One side effect is termed “keto flu,” which includes irritability, headache, sense of hunger, mild sleep impairment, slight digestive discomfort, sometimes nausea, and tiredness, which is reported as temporary, while the system is adjusting and getting used to this diet. The severity varies among individuals. As I have stated earlier, I have abstained from rice and other carbs since 8 months ago, but the craving for rice is still there, especially at restaurants or parties, having sinigang, adobo, kare kare, sisig, laing, etc. However, looking at my reward (shrinking belly, belt-size down to 32) helps me resist the temptation. My mild “keto flu” lasted only about two weeks.
Which foods are included?
Keto diet allows the following: chicken, lean red meats (from grass-fed animal sources), seafoods (not farm raised, where antibiotics or other chemicals are used) like salmon, sardines, mackerel, shrimps, oysters, crabs, mussels, clam, squid, lobster, virgin olive oil, avocado, oat meal, high fiber grains, nuts (almonds, walnuts, pumpkin seeds, flaxseeds, chia), organic green leafy vegetables, tomatoes, onions, pepper, garlic, spinach, Brussel sprouts, cauliflower, zucchini, cottage cheese, cheese, butter, and other antioxidants (anti-inflammatory) foods that protect the body from the cell-damaging free radicals.
Which are the foods to avoid?
In Keto diet, any high carbohydrate (high glycemic index) foods are to be avoided.
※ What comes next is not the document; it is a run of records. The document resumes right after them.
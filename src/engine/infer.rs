use std::path::{Path, PathBuf};
use std::time::{Duration, Instant};

use anyhow::{anyhow, Result};

use crate::device::{resolve_device, Device};
use crate::engine::backend::DepthBackend;
use crate::engine::backends::StubBackend;
use crate::engine::cache::{cache_key, CacheEntry, ModelCache};
use crate::engine::depth::DepthMap;
use crate::frame::Blob;
use crate::{InputShape, Normalization};

/// Model paths with this prefix select the synthetic stub backend.
pub const STUB_MODEL_SCHEME: &str = "stub://";

/// Everything needed to build an engine.
#[derive(Clone, Debug)]
pub struct EngineConfig {
    pub model_path: String,
    pub cache_dir: PathBuf,
    pub device: Device,
    pub shape: InputShape,
}

/// Inference engine adapter.
///
/// Wraps one backend compiled for a fixed input shape and device and exposes
/// the synchronous `set_input` / `infer` / `output` cycle.
pub struct InferEngine {
    backend: Box<dyn DepthBackend>,
    shape: InputShape,
    device: Device,
    compile_time: Duration,
    cache_entry: CacheEntry,
    input_ready: bool,
}

impl InferEngine {
    /// Load the model, compile it for the configured shape and warm it up.
    pub fn new(config: EngineConfig) -> Result<Self> {
        let mut cache = ModelCache::open(&config.cache_dir)?;

        let start = Instant::now();
        let mut backend = open_backend(&config)?;
        let device = resolve_device(config.device, backend.supported_devices(), backend.name())?;
        backend.warm_up()?;
        let compile_time = start.elapsed();

        let key = cache_key(&config.model_path, &config.shape, device)?;
        if let Some(previous) = cache.lookup(&key) {
            log::info!(
                "model compiled before for {} {} (first compile {} ms, {} compiles)",
                previous.device,
                previous.shape,
                previous.compile_ms,
                previous.compiles
            );
        }
        let cache_entry = cache.record(
            &key,
            CacheEntry {
                model_path: config.model_path.clone(),
                device,
                shape: config.shape,
                compile_ms: compile_time.as_millis() as u64,
                compiles: 0,
            },
        )?;
        log::info!(
            "{} backend ready on {} in {} ms (cache {})",
            backend.name(),
            device,
            compile_time.as_millis(),
            cache.root().display()
        );

        Ok(Self {
            backend,
            shape: config.shape,
            device,
            compile_time,
            cache_entry,
            input_ready: false,
        })
    }

    /// Wrap an already constructed backend. No cache bookkeeping is done.
    pub fn with_backend(
        backend: Box<dyn DepthBackend>,
        shape: InputShape,
        requested: Device,
    ) -> Result<Self> {
        let device = resolve_device(requested, backend.supported_devices(), backend.name())?;
        Ok(Self {
            cache_entry: CacheEntry {
                model_path: backend.name().to_string(),
                device,
                shape,
                compile_ms: 0,
                compiles: 0,
            },
            backend,
            shape,
            device,
            compile_time: Duration::ZERO,
            input_ready: false,
        })
    }

    /// Load a preprocessed frame into the input blob.
    pub fn set_input(&mut self, blob: &Blob, normalization: &Normalization) -> Result<()> {
        self.backend.set_input(blob, normalization)?;
        self.input_ready = true;
        Ok(())
    }

    /// Run inference synchronously on the current input.
    pub fn infer(&mut self) -> Result<()> {
        if !self.input_ready {
            return Err(anyhow!("inference requested before any input was set"));
        }
        self.backend.infer()
    }

    /// Fetch the output depth buffer, optionally min-max normalized to `[0, 1]`.
    pub fn output(&self, normalize: bool) -> Result<DepthMap> {
        let depth = self.backend.output()?;
        Ok(if normalize { depth.normalized() } else { depth })
    }

    pub fn shape(&self) -> InputShape {
        self.shape
    }

    /// Device the backend actually runs on.
    pub fn device(&self) -> Device {
        self.device
    }

    pub fn backend_name(&self) -> &'static str {
        self.backend.name()
    }

    pub fn compile_time(&self) -> Duration {
        self.compile_time
    }

    pub fn cache_entry(&self) -> &CacheEntry {
        &self.cache_entry
    }
}

fn open_backend(config: &EngineConfig) -> Result<Box<dyn DepthBackend>> {
    if config.model_path.starts_with(STUB_MODEL_SCHEME) {
        log::info!("using stub backend for {}", config.model_path);
        return Ok(Box::new(StubBackend::new(config.shape)));
    }

    let path = Path::new(&config.model_path);
    if !path.is_file() {
        return Err(anyhow!("model file {} does not exist", path.display()));
    }

    #[cfg(feature = "backend-tract")]
    {
        Ok(Box::new(crate::engine::backends::TractBackend::new(
            path,
            config.shape,
        )?))
    }
    #[cfg(not(feature = "backend-tract"))]
    {
        Err(anyhow!(
            "loading {} requires the backend-tract feature",
            path.display()
        ))
    }
}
Among them are rice, soft drinks of any variety, ice cream, smoothies, candy, sweets in general, wheat-based starches, bread, pasta, cereal, fruits (except moderate portions of berries), processed foods in general, roots and tubers (potatoes, parsnips, sweet potatoes, carrots), legumes (beans, chick peas, lentils), diet products, mayonnaise, sugar-free foods, basically eliminating carbohydrates and food additives.
Is ketosis the same as ketoacidosis?
No, ketosis results from fasting from carbohydrates, a controlled insulin regulated process that releases fatty acids, while ketoacidosis (seen among diabetics) is a dangerous state due to lack of insulin, causing the blood sugar to catapult to a life-threatening level. One good feature of keto diet is in reducing cellular resistance to insulin (increasing sensitivity to insulin by 75 percent), thus allowing insulin to enter the cells more easily to aid (more efficiently) in glucose metabolism. Reducing cellular resistance to insulin is the principal beneficial action, for instance, of Metformin and other medications for the treatment of T2 diabetes. When cells are resistant, the person’s own endogenous insulin is not able to penetrate the cells to do its job, hence the blood sugar shoots up. Keto diet is reported to be beneficial in the management of pre-diabetics and actual T2 diabetics.
Caution: Before making any changes in your diet or medications and other therapy you might be on, I strongly recommend for you to consult with your attending physician first. Each person reacts differently. Safety is utmost.